Fed’s message that rates will stay on hold for ‘some time’ clashes with 2023 rate-cut bets

US Federal Reserve chairman Jerome Powell speaks during a news conference in Washington, US, on Nov 2, 2022. PHOTO: REUTERS

WASHINGTON - US Federal Reserve chairman Jerome Powell has history on his side as he and colleagues split with Wall Street over how long interest rates will stay high in 2023.

After the fastest tightening of monetary policy since the 1980s, the central bank looks set on Wednesday to increase its benchmark rate by 50 basis points in a downshift after four straight 75 basis point moves to curb inflation.

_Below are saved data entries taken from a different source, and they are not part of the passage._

//! notesim - find notes similar to a note or to free text.
//!
//! Indexes a vault of markdown notes through an embeddings API, then answers
//! one query or keeps the index current while watching the vault.

use std::path::{Path, PathBuf};

use anyhow::{Context, Result};
use clap::{Parser, Subcommand};
use notesim_engine::{
    EngineConfig, EngineOutput, Settings, SimilarNotes, SimilarityResult, VaultWatcher,
};
use tracing::{info, warn};
use tracing_subscriber::EnvFilter;

/// Semantic "similar notes" for a folder of notes
#[derive(Parser, Debug)]
#[command(name = "notesim")]
#[command(version = env!("CARGO_PKG_VERSION"))]
#[command(about = "Find notes similar to a note or to free text", long_about = None)]
struct Cli {
    /// Enable verbose logging
    #[arg(short, long, global = true)]
    verbose: bool,

    /// Configuration file path (TOML)
    #[arg(short, long, global = true)]
    config: Option<PathBuf>,

    /// Vault directory (overrides the configuration file)
    #[arg(long, global = true)]
    vault: Option<PathBuf>,

    /// Settings blob (JSON with an `apiKey` field)
    #[arg(long, global = true)]
    settings: Option<PathBuf>,

    /// API key for the embeddings endpoint
    #[arg(long, global = true, env = "OPENAI_API_KEY", hide_env_values = true)]
    api_key: Option<String>,

    /// Embedding model
    #[arg(long, global = true)]
    model: Option<String>,

    /// Base URL of the embeddings API
    #[arg(long, global = true)]
    base_url: Option<String>,

    /// Number of similar notes to show
    #[arg(short = 'n', long, global = true)]
    top_n: Option<usize>,

    /// Print results as JSON
    #[arg(long, global = true)]
    json: bool,

    #[command(subcommand)]
    command: Commands,
}

#[derive(Subcommand, Debug)]
enum Commands {
    /// Notes similar to an existing note
    Similar {
        /// Path to the note
        note: PathBuf,
    },

    /// Notes similar to free text
    Query {
        /// Text to search for
        text: String,
    },

    /// Keep the index current and print neighbours of every changed note
    Watch,

    /// Show index statistics
    Stats,
}

#[tokio::main]
async fn main() -> Result<()> {
    let cli = Cli::parse();
    init_tracing(cli.verbose);

    let config = resolve_config(&cli).await?;
    let mut engine = SimilarNotes::from_config(config);

    let count = engine
        .rebuild()
        .await
        .context("failed to index vault")?;
    info!("Indexed {count} notes");

    match &cli.command {
        Commands::Similar { note } => similar(&engine, note, cli.json).await?,
        Commands::Query { text } => {
            let results = engine.query(text, engine.config().top_n).await;
            print_results(&results, cli.json)?;
        }
        Commands::Watch => watch(&mut engine, cli.json).await?,
        Commands::Stats => {
            let stats = engine.stats();
            println!("notes:        {}", stats.documents);
            println!("unavailable:  {}", stats.unavailable);
            println!("dimension:    {}", stats.dimension);
        }
    }

    Ok(())
}

fn init_tracing(verbose: bool) {
    let default = if verbose { "debug" } else { "warn" };
    let filter = EnvFilter::try_from_default_env().unwrap_or_else(|_| EnvFilter::new(default));

    tracing_subscriber::fmt()
        .with_env_filter(filter)
        .with_writer(std::io::stderr)
        .init();
}

/// Layer the configuration file, the settings blob and command-line flags.
async fn resolve_config(cli: &Cli) -> Result<EngineConfig> {
    let mut config = match &cli.config {
        Some(path) => EngineConfig::load(path)
            .await
            .with_context(|| format!("failed to load {}", path.display()))?,
        None => EngineConfig::default(),
    };

    if let Some(vault) = &cli.vault {
        config.vault.root = vault.clone();
    }
    // Watch events carry absolute paths.
    config.vault.root = tokio::fs::canonicalize(&config.vault.root)
        .await
        .with_context(|| format!("vault not found: {}", config.vault.root.display()))?;

    if let Some(path) = &cli.settings {
        let blob = tokio::fs::read_to_string(path)
            .await
            .with_context(|| format!("failed to read {}", path.display()))?;
        config.settings = Settings::from_json(&blob);
    }
    if let Some(key) = &cli.api_key {
        config.settings.api_key = key.clone();
    }
    if let Some(model) = &cli.model {
        config.model = model.clone();
    }
    if let Some(url) = &cli.base_url {
        config.base_url = url.clone();
    }
    if let Some(top_n) = cli.top_n {
        config.top_n = top_n;
    }

    if !config.settings.has_api_key() {
        warn!("No API key configured; every note will be unmatchable");
    }

    Ok(config)
}

async fn similar(engine: &SimilarNotes, note: &Path, json: bool) -> Result<()> {
    let path = tokio::fs::canonicalize(note)
        .await
        .with_context(|| format!("note not found: {}", note.display()))?;

    let id = engine
        .config()
        .vault
        .document_id(&path)
        .filter(|id| engine.index().contains(id));

    let results = match id {
        Some(id) => engine.neighbours(&id),
        None => {
            let text = tokio::fs::read_to_string(&path)
                .await
                .with_context(|| format!("failed to read {}", path.display()))?;
            engine.query(&text, engine.config().top_n).await
        }
    };

    print_results(&results, json)
}

async fn watch(engine: &mut SimilarNotes, json: bool) -> Result<()> {
    let mut watcher = VaultWatcher::new(engine.config().vault.clone())?;
    watcher.start()?;
    eprintln!(
        "Watching {} (Ctrl-C to stop)",
        engine.config().vault.root.display()
    );

    tokio::select! {
        _ = tokio::signal::ctrl_c() => {}
        handled = engine.run(&mut watcher, |engine, output| {
            if let Err(e) = print_output(engine, output, json) {
                warn!("Failed to print results: {e}");
            }
        }) => info!("Watcher closed after {handled} events"),
    }

    watcher.stop();
    Ok(())
}

fn print_output(engine: &SimilarNotes, output: &EngineOutput, json: bool) -> Result<()> {
    match output {
        EngineOutput::Indexed { id, .. } => {
            println!("{id}:");
            print_results(&engine.neighbours(id), json)?;
        }
        EngineOutput::Removed { id } => println!("removed {id}"),
        EngineOutput::Renamed { from, to } => println!("renamed {from} -> {to}"),
        EngineOutput::Similar { results, .. } => print_results(results, json)?,
        EngineOutput::Ignored => {}
    }
    Ok(())
}

fn print_results(results: &[SimilarityResult], json: bool) -> Result<()> {
    if json {
        println!("{}", serde_json::to_string_pretty(results)?);
        return Ok(());
    }

    if results.is_empty() {
        println!("  (no notes)");
    }
    for result in results {
        println!("  {:>7.4}  {}", result.score, result.id);
    }
    Ok(())
}
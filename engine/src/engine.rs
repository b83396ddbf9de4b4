//! Similar-notes engine implementation.

use std::path::Path;
use std::sync::Arc;

use notesim_embeddings::{EmbeddingIndex, EmbeddingProvider, SimilarityResult, UpsertOutcome};
use notesim_vault_watcher::{EventSource, VaultEvent, VaultEventKind, VaultScanner};
use tracing::{debug, info, warn};

use crate::config::EngineConfig;
use crate::error::Result;

/// Keeps an embedding index of a vault in step with its notes and answers
/// "which notes are similar" queries.
///
/// The engine owns its [`EmbeddingIndex`] and is driven from a single task:
/// every mutation goes through `&mut self`.
pub struct SimilarNotes {
    /// Configuration.
    config: EngineConfig,

    /// Embedding provider.
    provider: Arc<dyn EmbeddingProvider>,

    /// Reads notes from the vault.
    scanner: VaultScanner,

    /// Embeddings of every known note.
    index: EmbeddingIndex,
}

/// What handling one event did.
#[derive(Debug, Clone, PartialEq)]
pub enum EngineOutput {
    /// A note was (re-)embedded.
    Indexed { id: String, outcome: UpsertOutcome },

    /// A note left the index.
    Removed { id: String },

    /// A note kept its embedding under a new identifier.
    Renamed { from: String, to: String },

    /// Notes similar to the editor content.
    Similar {
        /// The note being edited, if it belongs to the vault.
        id: Option<String>,
        results: Vec<SimilarityResult>,
    },

    /// The event did not concern an indexable note.
    Ignored,
}

impl SimilarNotes {
    /// Create an engine with an explicit provider.
    pub fn new(config: EngineConfig, provider: Arc<dyn EmbeddingProvider>) -> Self {
        let scanner = VaultScanner::new(config.vault.clone());
        Self {
            config,
            provider,
            scanner,
            index: EmbeddingIndex::new(),
        }
    }

    /// Create an engine using the HTTP provider described by `config`.
    pub fn from_config(config: EngineConfig) -> Self {
        let provider = Arc::new(config.provider());
        Self::new(config, provider)
    }

    /// The engine configuration.
    pub fn config(&self) -> &EngineConfig {
        &self.config
    }

    /// The current index.
    pub fn index(&self) -> &EmbeddingIndex {
        &self.index
    }

    /// Rebuild the index from every note in the vault.
    pub async fn rebuild(&mut self) -> Result<usize> {
        if !self.provider.is_available() {
            warn!(
                "Embedding provider {} is not configured; notes will be unmatchable",
                self.provider.name()
            );
        }

        let documents = self.scanner.scan().await?;
        Ok(self
            .index
            .rebuild_all(
                self.provider.as_ref(),
                documents.into_iter().map(|d| (d.id, d.text)),
            )
            .await)
    }

    /// Rebuild the index from documents supplied by the host.
    pub async fn rebuild_from<I, K, T>(&mut self, documents: I) -> usize
    where
        I: IntoIterator<Item = (K, T)>,
        K: Into<String>,
        T: AsRef<str>,
    {
        self.index
            .rebuild_all(self.provider.as_ref(), documents)
            .await
    }

    /// Embed `text` under `id`.
    pub async fn upsert(&mut self, id: impl Into<String>, text: &str) -> UpsertOutcome {
        self.index.upsert(self.provider.as_ref(), id, text).await
    }

    /// The `top_n` notes most similar to `text`.
    pub async fn query(&self, text: &str, top_n: usize) -> Vec<SimilarityResult> {
        self.index.query(self.provider.as_ref(), text, top_n).await
    }

    /// The configured number of notes most similar to `text`, leaving out
    /// the note `id` itself.
    pub async fn similar_to(&self, id: &str, text: &str) -> Vec<SimilarityResult> {
        let top_n = self.config.top_n;
        let wanted = if self.index.contains(id) {
            top_n.saturating_add(1)
        } else {
            top_n
        };

        let mut results = self.query(text, wanted).await;
        results.retain(|r| r.id != id);
        results.truncate(top_n);
        results
    }

    /// Notes most similar to an indexed note, scored with its stored
    /// embedding. No provider call is made.
    pub fn neighbours(&self, id: &str) -> Vec<SimilarityResult> {
        let Some(record) = self.index.get(id) else {
            return Vec::new();
        };

        let top_n = self.config.top_n;
        let mut results = self.index.search(&record.embedding, top_n.saturating_add(1));
        results.retain(|r| r.id != id);
        results.truncate(top_n);
        results
    }

    /// React to a note being written or created.
    pub async fn on_document_changed(&mut self, path: &Path) -> Result<EngineOutput> {
        if !self.config.vault.accepts(path) {
            debug!("Ignoring change to {}", path.display());
            return Ok(EngineOutput::Ignored);
        }

        let document = self.scanner.read(path).await?;
        let outcome = self.upsert(document.id.clone(), &document.text).await;
        Ok(EngineOutput::Indexed {
            id: document.id,
            outcome,
        })
    }

    /// React to a note being deleted.
    pub fn on_document_deleted(&mut self, path: &Path) -> EngineOutput {
        let Some(id) = self.config.vault.document_id(path) else {
            return EngineOutput::Ignored;
        };

        match self.index.remove(&id) {
            Some(_) => {
                debug!("Removed deleted note {id}");
                EngineOutput::Removed { id }
            }
            None => EngineOutput::Ignored,
        }
    }

    /// React to a note being renamed or moved.
    ///
    /// The embedding follows the note when the content is unchanged; moving a
    /// note out of the vault's scope drops it and moving an unknown note in
    /// embeds it.
    pub async fn on_document_renamed(
        &mut self,
        from: &Path,
        to: &Path,
    ) -> Result<EngineOutput> {
        let from_id = self
            .config
            .vault
            .document_id(from)
            .filter(|id| self.index.contains(id));

        match (from_id, self.config.vault.accepts(to)) {
            (Some(from_id), true) => {
                let Some(to_id) = self.config.vault.document_id(to) else {
                    return Ok(self.on_document_deleted(from));
                };
                self.index.rename(&from_id, to_id.clone());
                debug!("Renamed note {from_id} -> {to_id}");
                Ok(EngineOutput::Renamed {
                    from: from_id,
                    to: to_id,
                })
            }
            (Some(_), false) => Ok(self.on_document_deleted(from)),
            (None, true) => self.on_document_changed(to).await,
            (None, false) => Ok(EngineOutput::Ignored),
        }
    }

    /// React to the editor content changing.
    pub async fn on_editor_changed(&self, path: Option<&Path>, text: &str) -> EngineOutput {
        let id = path.and_then(|p| self.config.vault.document_id(p));

        let results = match &id {
            Some(id) => self.similar_to(id, text).await,
            None => self.query(text, self.config.top_n).await,
        };

        EngineOutput::Similar { id, results }
    }

    /// Handle one vault event.
    pub async fn handle_event(&mut self, event: VaultEvent) -> Result<EngineOutput> {
        match event.kind {
            VaultEventKind::Modified { path } | VaultEventKind::Created { path } => {
                self.on_document_changed(&path).await
            }
            VaultEventKind::Deleted { path } => Ok(self.on_document_deleted(&path)),
            VaultEventKind::Renamed { from, to } => self.on_document_renamed(&from, &to).await,
            VaultEventKind::EditorChanged { path, text } => {
                Ok(self.on_editor_changed(path.as_deref(), &text).await)
            }
        }
    }

    /// Drain `source`, handling events one at a time until it closes.
    ///
    /// `on_output` sees the engine after each handled event. Failures are
    /// logged and the loop continues. Returns the number of events handled
    /// successfully.
    pub async fn run<S, F>(&mut self, source: &mut S, mut on_output: F) -> usize
    where
        S: EventSource + ?Sized,
        F: FnMut(&Self, &EngineOutput),
    {
        info!("Listening for vault events");
        let mut handled = 0;

        while let Some(event) = source.next_event().await {
            match self.handle_event(event).await {
                Ok(output) => {
                    handled += 1;
                    on_output(self, &output);
                }
                Err(e) => warn!("Failed to handle vault event: {e}"),
            }
        }

        info!("Vault event source closed after {handled} events");
        handled
    }

    /// Get engine statistics.
    pub fn stats(&self) -> EngineStats {
        let records = self.index.records();
        EngineStats {
            documents: records.len(),
            unavailable: records.iter().filter(|r| !r.is_embedded()).count(),
            dimension: records.iter().map(|r| r.embedding.len()).max().unwrap_or(0),
        }
    }
}

/// Statistics about the engine.
#[derive(Debug, Clone, PartialEq, Eq)]
pub struct EngineStats {
    /// Number of indexed notes.
    pub documents: usize,

    /// Notes whose embedding is unavailable.
    pub unavailable: usize,

    /// Largest embedding dimension seen.
    pub dimension: usize,
}
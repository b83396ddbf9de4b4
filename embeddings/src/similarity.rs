//! Similarity computation for embeddings.

use std::cmp::Reverse;

use ordered_float::OrderedFloat;
use serde::{Deserialize, Serialize};

use crate::index::DocumentRecord;

/// Compute the cosine similarity between two embeddings.
///
/// Returns a value between -1.0 and 1.0, where:
/// - 1.0 means identical direction
/// - 0.0 means orthogonal vectors, or no signal at all
/// - -1.0 means opposite vectors
///
/// An empty vector on either side scores 0.0. When lengths differ only the
/// common prefix is compared, norms included. A zero-magnitude prefix also
/// scores 0.0.
///
/// Sums are accumulated in `f64` so very small or very large components
/// neither underflow nor overflow. A non-finite result (NaN components)
/// scores 0.0.
pub fn cosine_similarity(a: &[f32], b: &[f32]) -> f32 {
    let len = a.len().min(b.len());
    if len == 0 {
        return 0.0;
    }
    let (a, b) = (&a[..len], &b[..len]);

    let dot_product: f64 = a
        .iter()
        .zip(b)
        .map(|(x, y)| f64::from(*x) * f64::from(*y))
        .sum();
    let magnitude_a = a.iter().map(|x| f64::from(*x).powi(2)).sum::<f64>().sqrt();
    let magnitude_b = b.iter().map(|x| f64::from(*x).powi(2)).sum::<f64>().sqrt();

    if magnitude_a == 0.0 || magnitude_b == 0.0 {
        return 0.0;
    }

    let similarity = (dot_product / (magnitude_a * magnitude_b)) as f32;
    if !similarity.is_finite() {
        return 0.0;
    }
    similarity.clamp(-1.0, 1.0)
}

/// A similarity search result.
#[derive(Debug, Clone, PartialEq, Serialize, Deserialize)]
pub struct SimilarityResult {
    /// ID of the matched document.
    pub id: String,

    /// Similarity score.
    pub score: f32,
}

impl SimilarityResult {
    /// Create a new similarity result.
    pub fn new(id: impl Into<String>, score: f32) -> Self {
        Self {
            id: id.into(),
            score,
        }
    }
}

/// Score every record against `query` and keep the best `top_n`.
///
/// Sorting is stable: records with equal scores stay in index order.
pub fn rank<'a, I>(query: &[f32], records: I, top_n: usize) -> Vec<SimilarityResult>
where
    I: IntoIterator<Item = &'a DocumentRecord>,
{
    let mut scores: Vec<(OrderedFloat<f32>, &str)> = records
        .into_iter()
        .map(|record| {
            (
                OrderedFloat(cosine_similarity(query, &record.embedding)),
                record.id.as_str(),
            )
        })
        .collect();

    scores.sort_by_key(|(score, _)| Reverse(*score));

    scores
        .into_iter()
        .take(top_n)
        .map(|(score, id)| SimilarityResult::new(id, score.0))
        .collect()
}
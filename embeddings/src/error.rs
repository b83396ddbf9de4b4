//! Error types for the embeddings system.

use thiserror::Error;

/// Result type alias for embedding operations.
pub type Result<T> = std::result::Result<T, EmbeddingError>;

/// Errors that can occur while producing an embedding.
///
/// These never reach index callers: [`crate::EmbeddingProvider::embed_or_empty`]
/// turns every variant into an empty vector and a warning.
#[derive(Error, Debug)]
pub enum EmbeddingError {
    /// No API key configured.
    #[error("embedding provider not configured: missing API key")]
    ProviderNotConfigured,

    /// Nothing to embed.
    #[error("cannot embed empty text")]
    EmptyInput,

    /// Provider answered with a non-success status.
    #[error("API request failed with status {status}: {body}")]
    ApiRequest { status: u16, body: String },

    /// Invalid response from provider.
    #[error("invalid response: {0}")]
    InvalidResponse(String),

    /// Serialization error.
    #[error("serialization error: {0}")]
    Serialization(#[from] serde_json::Error),

    /// HTTP error.
    #[error("http error: {0}")]
    Http(#[from] reqwest::Error),
}
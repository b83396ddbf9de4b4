//! Embedding providers.
//!
//! The index only ever talks to [`EmbeddingProvider`], so hosts and tests can
//! swap the HTTP client for anything that maps text to a vector.

use async_trait::async_trait;
use serde::{Deserialize, Serialize};
use tracing::{debug, warn};

use crate::error::{EmbeddingError, Result};
use crate::{DEFAULT_BASE_URL, DEFAULT_MODEL, Embedding};

/// Request for generating an embedding.
#[derive(Debug, Clone, Serialize, Deserialize)]
pub struct EmbeddingRequest {
    /// Text to embed.
    pub text: String,

    /// Model to use (provider-specific).
    pub model: Option<String>,
}

impl EmbeddingRequest {
    /// Create a new embedding request.
    pub fn new(text: impl Into<String>) -> Self {
        Self {
            text: text.into(),
            model: None,
        }
    }

    /// Set the model to use.
    pub fn with_model(mut self, model: impl Into<String>) -> Self {
        self.model = Some(model.into());
        self
    }
}

/// Trait for embedding providers.
#[async_trait]
pub trait EmbeddingProvider: Send + Sync {
    /// Get the name of this provider.
    fn name(&self) -> &str;

    /// Get the model this provider embeds with.
    fn model(&self) -> &str;

    /// Check if the provider is usable (API key set, etc.).
    fn is_available(&self) -> bool;

    /// Generate an embedding for the given text.
    async fn embed(&self, request: EmbeddingRequest) -> Result<Embedding>;

    /// Generate an embedding, degrading every failure to an empty vector.
    ///
    /// Empty text short-circuits without calling the provider.
    async fn embed_or_empty(&self, text: &str) -> Embedding {
        if text.is_empty() {
            debug!("Skipping embedding for empty text");
            return Vec::new();
        }

        match self.embed(EmbeddingRequest::new(text)).await {
            Ok(embedding) => embedding,
            Err(e) => {
                warn!("Embedding unavailable from {}: {e}", self.name());
                Vec::new()
            }
        }
    }
}

/// Provider for OpenAI-compatible `/embeddings` endpoints.
pub struct OpenAIProvider {
    /// API key. Blank means unset.
    api_key: String,

    /// API base URL.
    base_url: String,

    /// HTTP client.
    client: reqwest::Client,

    /// Default model.
    model: String,
}

impl OpenAIProvider {
    /// Create a new provider with the given API key.
    pub fn new(api_key: impl Into<String>) -> Self {
        Self {
            api_key: api_key.into(),
            base_url: DEFAULT_BASE_URL.to_string(),
            client: reqwest::Client::new(),
            model: DEFAULT_MODEL.to_string(),
        }
    }

    /// Set the base URL.
    pub fn with_base_url(mut self, url: impl Into<String>) -> Self {
        self.base_url = url.into().trim_end_matches('/').to_string();
        self
    }

    /// Set the default model.
    pub fn with_model(mut self, model: impl Into<String>) -> Self {
        self.model = model.into();
        self
    }
}

#[async_trait]
impl EmbeddingProvider for OpenAIProvider {
    fn name(&self) -> &str {
        "openai"
    }

    fn model(&self) -> &str {
        &self.model
    }

    fn is_available(&self) -> bool {
        !self.api_key.trim().is_empty()
    }

    async fn embed(&self, request: EmbeddingRequest) -> Result<Embedding> {
        if !self.is_available() {
            return Err(EmbeddingError::ProviderNotConfigured);
        }
        if request.text.is_empty() {
            return Err(EmbeddingError::EmptyInput);
        }

        let model = request.model.unwrap_or_else(|| self.model.clone());

        debug!("Generating embedding with model: {model}");

        let body = serde_json::json!({
            "input": request.text,
            "model": model
        });

        let response = self
            .client
            .post(format!("{}/embeddings", self.base_url))
            .bearer_auth(&self.api_key)
            .json(&body)
            .send()
            .await?;

        let status = response.status();
        let text = response.text().await?;

        if !status.is_success() {
            return Err(EmbeddingError::ApiRequest {
                status: status.as_u16(),
                body: text,
            });
        }

        let result: OpenAIEmbeddingResponse = serde_json::from_str(&text)?;

        let embedding = result
            .data
            .into_iter()
            .next()
            .ok_or_else(|| EmbeddingError::InvalidResponse("no embedding in response".to_string()))?
            .embedding;

        debug!("Generated embedding with {} dimensions", embedding.len());

        Ok(embedding)
    }
}

/// OpenAI API response format. Only `data[0].embedding` is read.
#[derive(Debug, Deserialize)]
struct OpenAIEmbeddingResponse {
    data: Vec<OpenAIEmbeddingData>,
}

#[derive(Debug, Deserialize)]
struct OpenAIEmbeddingData {
    embedding: Vec<f32>,
}
//! Error types for the vault watcher.

use thiserror::Error;

/// Result type alias for watcher operations.
pub type Result<T> = std::result::Result<T, WatcherError>;

/// Errors that can occur while scanning or watching a vault.
#[derive(Error, Debug)]
pub enum WatcherError {
    /// Vault root not found.
    #[error("vault not found: {0}")]
    VaultNotFound(String),

    /// Path is not a note of this vault.
    #[error("not a vault note: {0}")]
    NotANote(String),

    /// Watcher already running.
    #[error("watcher already running for: {0}")]
    AlreadyWatching(String),

    /// Notify error.
    #[error("notify error: {0}")]
    Notify(#[from] notify::Error),

    /// Walkdir error.
    #[error("walk error: {0}")]
    Walk(#[from] walkdir::Error),

    /// IO error.
    #[error("io error: {0}")]
    Io(#[from] std::io::Error),
}
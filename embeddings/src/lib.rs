//! # Embeddings
//!
//! Semantic embedding generation and similarity search over a note vault.
//!
//! ## Features
//!
//! - **Embedding Generation**: Convert note text to dense vectors through an
//!   OpenAI-compatible `/embeddings` endpoint
//! - **Similarity Search**: Rank every indexed note against a query by cosine
//!   similarity
//! - **Graceful Degradation**: A failed embedding becomes an empty vector, which
//!   never matches anything until the note is embedded again
//!
//! ## Architecture
//!
//! ```text
//! ┌─────────────────────────────────────────────────────────────────┐
//! │                    Embeddings System                            │
//! ├─────────────────────────────────────────────────────────────────┤
//! │  EmbeddingProvider ──► Embedding ──► EmbeddingIndex             │
//! │       │                                   │                     │
//! │       ▼                                   ▼                     │
//! │  OpenAIProvider                 cosine_similarity / rank        │
//! └─────────────────────────────────────────────────────────────────┘
//! ```

pub mod error;
pub mod index;
pub mod provider;
pub mod similarity;

pub use error::{EmbeddingError, Result};
pub use index::{DocumentRecord, EmbeddingIndex, UpsertOutcome};
pub use provider::{EmbeddingProvider, EmbeddingRequest, OpenAIProvider};
pub use similarity::{SimilarityResult, cosine_similarity, rank};

/// A dense vector embedding. Empty means "embedding unavailable".
pub type Embedding = Vec<f32>;

/// Default embeddings endpoint base.
pub const DEFAULT_BASE_URL: &str = "https://api.openai.com/v1";

/// Default embedding model.
pub const DEFAULT_MODEL: &str = "text-embedding-ada-002";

Such a move – widely flagged by officials – would lift rates to a 4.25 per cent to 4.5 per cent target range, the highest since 2007. Fed officials are also likely to signal another 50 basis points of tightening next year, according to economists polled by Bloomberg, and an expectation that once rates reach that peak, they will stay on hold through all of 2023.

Financial markets agree on the near-term vision, but see a rapid retreat from peak rates later next year. That clash could be because investors expect price pressures to ease faster than moves by the Fed, which worries inflation will prove sticky after getting burned by a bad call that it would be transitory. It could also reflect bets that rising unemployment will become a more weighty Fed concern.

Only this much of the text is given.